Roman Fiction and its Audience: Seriocomic Assertions of Authority

Authors

  • Luca Graverini
  • Wytse Keulen

Abstract

Narrative fiction and fable, as literary genres, shared an ambiguous cultural status in Rome. Roman authors of fabulae, like Phaedrus and Apuleius, as well as Roman intellectuals like Gellius and Fronto, Apuleius’ contemporaries who wrote similar forms of ‘edifying entertainment’, use comparable approaches to persuade their potentially sceptical Roman reader of the centrality of their literary efforts, only apparently advertising them as ‘marginal’, ‘low’, or ‘childish’ (neniae; aniles fabulae; nugae). Adopting comparable forms of mock self-irony, often more or less explicitly connected with the Socratic tradition, these authors invent self-conscious strategies of self-presentation, which allow them to assert Roman authority and identity in a playful way, and to prepare their Roman readers for perceptive and inquiring reading.
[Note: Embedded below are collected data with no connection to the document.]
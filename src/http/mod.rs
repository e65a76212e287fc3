pub mod dto;
pub mod handlers;
pub mod routes;

pub use handlers::AppState;
pub use routes::build;
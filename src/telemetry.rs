//! Structured logging setup for the training service binary.

/// Initializes the global `tracing` subscriber from `filter` (an
/// `EnvFilter` directive string, e.g. `"info"` or `"lamarl_swarm=debug"`).
/// Safe to call more than once; later calls are no-ops.
pub fn init(filter: &str) {
    let _ = tracing_subscriber::fmt().with_env_filter(filter.to_string()).try_init();
}
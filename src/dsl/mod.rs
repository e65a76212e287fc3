//! The two whitelisted document compilers an LLM-generated or
//! operator-supplied policy description is reduced to: a reward arithmetic
//! expression and a prior-policy operation sum.

pub mod prior;
pub mod safe_expr;

pub use prior::{compile as compile_prior_doc, CompiledPrior, PriorDocument, PriorTerm};
pub use safe_expr::{compile_reward_expr, CompiledExpr, RewardClamp, RewardDocument, RewardMetrics};
//! Router assembly and shared middleware.

use super::handlers::{self, AppState};
use axum::routing::{get, post};
use axum::Router;
use tower_http::cors::{Any, CorsLayer};
use tower_http::trace::TraceLayer;

pub fn build(state: AppState, frontend_origin: Option<String>) -> Router {
    let cors = match frontend_origin {
        Some(origin) => CorsLayer::new()
            .allow_origin(origin.parse::<axum::http::HeaderValue>().expect("FRONTEND_URL must be a valid header value"))
            .allow_methods(Any)
            .allow_headers(Any),
        None => CorsLayer::new().allow_origin(Any).allow_methods(Any).allow_headers(Any),
    };

    Router::new()
        .route("/health", get(handlers::health))
        .route("/episodes", post(handlers::create_episode))
        .route("/train", post(handlers::train))
        .route("/stop", post(handlers::stop))
        .route("/stream", get(handlers::stream))
        .route("/llm/generate", post(handlers::llm_generate))
        .route("/llm/validate", post(handlers::llm_validate))
        .route("/llm/operations", get(handlers::llm_operations))
        .route("/llm/health", get(handlers::llm_health))
        .layer(cors)
        .layer(TraceLayer::new_for_http())
        .with_state(state)
}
Luca Graverini is Assistant professor of Latin literature in the University of Siena at Arezzo. His publications include several papers on the ancient novel and a monograph on Apuleius (Le Metamorfosi di Apuleio. Letteratura e identità, Pisa: Pacini 2007). He is also co-author, together with Wytse Keulen and Alessandro Barchiesi, of  Il romanzo antico. Forme, testi, pro-blemi (Roma: Carocci 2006).

Wytse Keulen is visiting lecturer in Latin literature at Rostock University. His commentary on Apuleius’ Metamorphoses Book I (Groningen Commentaries on Apuleius) appeared in 2007. His most recent publication is a monograph on Aulus Gellius, elucidating the Noctes Atticae in the context of Antonine literary culture and Roman intellectual traditions (Gellius the Satirist: Roman Cultural Authority in Attic Nights, Leiden: Brill 2009).